## What you should do
Copy out each line of the entries where the word "crate" is present.

## Dataset records
○ ○ ○ ○ ○
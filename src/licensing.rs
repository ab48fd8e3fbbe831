//! License application workflow.
//!
//! District-tier reviewers decide applications; approval mints a sequential
//! license number of the form `RVC-<year>-<seq>`. The number is assigned
//! inside the approving transaction so two concurrent approvals cannot
//! observe the same count.

use chrono::{Datelike, Utc};
use rusqlite::{Connection, TransactionBehavior};
use thiserror::Error;
use uuid::Uuid;

use crate::db::repository;
use crate::db::DatabaseError;
use crate::models::enums::{LicenseStatus, LicenseType, Role};
use crate::models::LicenseApplication;
use crate::scope::ScopeDescriptor;

#[derive(Debug, Error)]
pub enum LicensingError {
    #[error("License application not found: {0}")]
    NotFound(Uuid),

    #[error("Invalid transition: {from:?} -> {to:?}")]
    InvalidTransition {
        from: LicenseStatus,
        to: LicenseStatus,
    },

    #[error("Only district-tier reviewers may decide license applications")]
    NotReviewer,

    #[error("Only the applicant may do this")]
    NotApplicant,

    #[error("Application is not in an actionable state: {0:?}")]
    NotActionable(LicenseStatus),

    #[error(transparent)]
    Database(#[from] DatabaseError),
}

impl From<rusqlite::Error> for LicensingError {
    fn from(err: rusqlite::Error) -> Self {
        LicensingError::Database(DatabaseError::Sqlite(err))
    }
}

/// Reviewer verdicts apply to pending applications only. `pending` itself
/// is never a verdict; resubmission is the only way back.
pub fn validate_decision(
    current: LicenseStatus,
    verdict: LicenseStatus,
) -> Result<(), LicensingError> {
    let allowed = current == LicenseStatus::Pending
        && matches!(
            verdict,
            LicenseStatus::Approved | LicenseStatus::Rejected | LicenseStatus::RequiresDocuments
        );
    if allowed {
        Ok(())
    } else {
        Err(LicensingError::InvalidTransition {
            from: current,
            to: verdict,
        })
    }
}

/// Submit a new application. Always starts pending, with no number.
pub fn submit_application(
    conn: &Connection,
    applicant: &ScopeDescriptor,
    license_type: LicenseType,
    specialization: &str,
    document_ref: Option<&str>,
) -> Result<LicenseApplication, LicensingError> {
    let now = Utc::now();
    let app = LicenseApplication {
        id: Uuid::new_v4(),
        applicant_id: applicant.user_id,
        license_type,
        specialization: specialization.to_string(),
        document_ref: document_ref.map(str::to_string),
        status: LicenseStatus::Pending,
        license_number: None,
        review_notes: None,
        reviewer_id: None,
        reviewed_at: None,
        created_at: now,
        updated_at: now,
    };
    repository::insert_license_application(conn, &app)?;
    tracing::info!(application_id = %app.id, license_type = license_type.as_str(), "license application submitted");
    Ok(app)
}

/// Apply a reviewer decision. On approval the license number is minted from
/// the count of previously approved licenses, read under the same immediate
/// transaction that writes the verdict.
pub fn decide_application(
    conn: &mut Connection,
    application_id: &Uuid,
    reviewer: &ScopeDescriptor,
    verdict: LicenseStatus,
    notes: Option<&str>,
) -> Result<LicenseApplication, LicensingError> {
    if reviewer.role != Role::DistrictVet {
        return Err(LicensingError::NotReviewer);
    }

    let tx = conn.transaction_with_behavior(TransactionBehavior::Immediate)?;

    let app = repository::get_license_application(&tx, application_id)?
        .ok_or(LicensingError::NotFound(*application_id))?;
    validate_decision(app.status, verdict)?;

    let number = if verdict == LicenseStatus::Approved {
        let seq = repository::count_approved_licenses(&tx)? + 1;
        Some(format_license_number(Utc::now().year(), seq))
    } else {
        None
    };

    repository::apply_license_review(
        &tx,
        application_id,
        verdict,
        number.as_deref(),
        notes,
        &reviewer.user_id,
    )?;

    let updated = repository::get_license_application(&tx, application_id)?
        .ok_or(LicensingError::NotFound(*application_id))?;
    tx.commit()?;

    tracing::info!(%application_id, status = verdict.as_str(), "license application decided");
    Ok(updated)
}

/// Applicant resubmission after a rejection or a documents request.
pub fn resubmit_application(
    conn: &mut Connection,
    application_id: &Uuid,
    caller: &ScopeDescriptor,
    specialization: &str,
    document_ref: Option<&str>,
) -> Result<LicenseApplication, LicensingError> {
    let tx = conn.transaction_with_behavior(TransactionBehavior::Immediate)?;

    let app = repository::get_license_application(&tx, application_id)?
        .ok_or(LicensingError::NotFound(*application_id))?;
    if !caller.owns(&app.applicant_id) {
        return Err(LicensingError::NotApplicant);
    }
    if !matches!(
        app.status,
        LicenseStatus::Rejected | LicenseStatus::RequiresDocuments
    ) {
        return Err(LicensingError::NotActionable(app.status));
    }

    repository::apply_license_resubmission(&tx, application_id, specialization, document_ref)?;
    let updated = repository::get_license_application(&tx, application_id)?
        .ok_or(LicensingError::NotFound(*application_id))?;
    tx.commit()?;
    Ok(updated)
}

fn format_license_number(year: i32, seq: i64) -> String {
    format!("RVC-{year}-{seq:04}")
}

#[cfg(test)]
mod tests {
    use super::*;
    use crate::db::open_memory_database;
    use crate::testutil::seed_user;

    #[test]
    fn license_numbers_are_sequential() {
        let mut conn = open_memory_database().unwrap();
        let reviewer = seed_user(&conn, Role::DistrictVet, "Tumba", "Huye");
        let scope = ScopeDescriptor::from_user(&reviewer);
        let year = Utc::now().year();

        for expected_seq in 1..=3 {
            let applicant = seed_user(&conn, Role::BasicVet, "Ngoma", "Huye");
            let app = submit_application(
                &conn,
                &ScopeDescriptor::from_user(&applicant),
                LicenseType::BasicPractice,
                "small animal practice",
                None,
            )
            .unwrap();

            let decided =
                decide_application(&mut conn, &app.id, &scope, LicenseStatus::Approved, None)
                    .unwrap();
            assert_eq!(
                decided.license_number.as_deref(),
                Some(format!("RVC-{year}-{expected_seq:04}").as_str())
            );
        }
    }

    #[test]
    fn only_district_tier_decides() {
        let mut conn = open_memory_database().unwrap();
        let applicant = seed_user(&conn, Role::BasicVet, "Ngoma", "Huye");
        let sector_vet = seed_user(&conn, Role::SectorVet, "Ngoma", "Huye");
        let app = submit_application(
            &conn,
            &ScopeDescriptor::from_user(&applicant),
            LicenseType::BasicPractice,
            "poultry",
            None,
        )
        .unwrap();

        let err = decide_application(
            &mut conn,
            &app.id,
            &ScopeDescriptor::from_user(&sector_vet),
            LicenseStatus::Approved,
            None,
        )
        .unwrap_err();
        assert!(matches!(err, LicensingError::NotReviewer));
    }

    #[test]
    fn decided_applications_are_final_until_resubmitted() {
        let mut conn = open_memory_database().unwrap();
        let applicant = seed_user(&conn, Role::BasicVet, "Ngoma", "Huye");
        let reviewer = seed_user(&conn, Role::DistrictVet, "Tumba", "Huye");
        let applicant_scope = ScopeDescriptor::from_user(&applicant);
        let reviewer_scope = ScopeDescriptor::from_user(&reviewer);
        let app = submit_application(
            &conn,
            &applicant_scope,
            LicenseType::SpecialistPractice,
            "bovine surgery",
            Some("uploads/cv.pdf"),
        )
        .unwrap();

        decide_application(
            &mut conn,
            &app.id,
            &reviewer_scope,
            LicenseStatus::RequiresDocuments,
            Some("surgery certification missing"),
        )
        .unwrap();

        // A second decision on a non-pending application is rejected
        let err = decide_application(
            &mut conn,
            &app.id,
            &reviewer_scope,
            LicenseStatus::Approved,
            None,
        )
        .unwrap_err();
        assert!(matches!(err, LicensingError::InvalidTransition { .. }));

        let resubmitted = resubmit_application(
            &mut conn,
            &app.id,
            &applicant_scope,
            "bovine surgery",
            Some("uploads/cert.pdf"),
        )
        .unwrap();
        assert_eq!(resubmitted.status, LicenseStatus::Pending);

        let approved = decide_application(
            &mut conn,
            &app.id,
            &reviewer_scope,
            LicenseStatus::Approved,
            Some("verified"),
        )
        .unwrap();
        assert_eq!(approved.status, LicenseStatus::Approved);
        assert!(approved.license_number.is_some());
    }

    #[test]
    fn resubmission_requires_the_applicant() {
        let mut conn = open_memory_database().unwrap();
        let applicant = seed_user(&conn, Role::BasicVet, "Ngoma", "Huye");
        let stranger = seed_user(&conn, Role::BasicVet, "Ngoma", "Huye");
        let reviewer = seed_user(&conn, Role::DistrictVet, "Tumba", "Huye");
        let app = submit_application(
            &conn,
            &ScopeDescriptor::from_user(&applicant),
            LicenseType::BasicPractice,
            "poultry",
            None,
        )
        .unwrap();
        decide_application(
            &mut conn,
            &app.id,
            &ScopeDescriptor::from_user(&reviewer),
            LicenseStatus::Rejected,
            None,
        )
        .unwrap();

        let err = resubmit_application(
            &mut conn,
            &app.id,
            &ScopeDescriptor::from_user(&stranger),
            "poultry",
            None,
        )
        .unwrap_err();
        assert!(matches!(err, LicensingError::NotApplicant));
    }
}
○ ○ ○ ○ ○
## Solution for this problem
use crate::db::repository;
use crate::db::DatabaseError;
use crate::models::enums::{LicenseStatus, LicenseType, Role};
use crate::models::LicenseApplication;
use crate::scope::ScopeDescriptor;
    use crate::db::open_memory_database;
    use crate::testutil::seed_user;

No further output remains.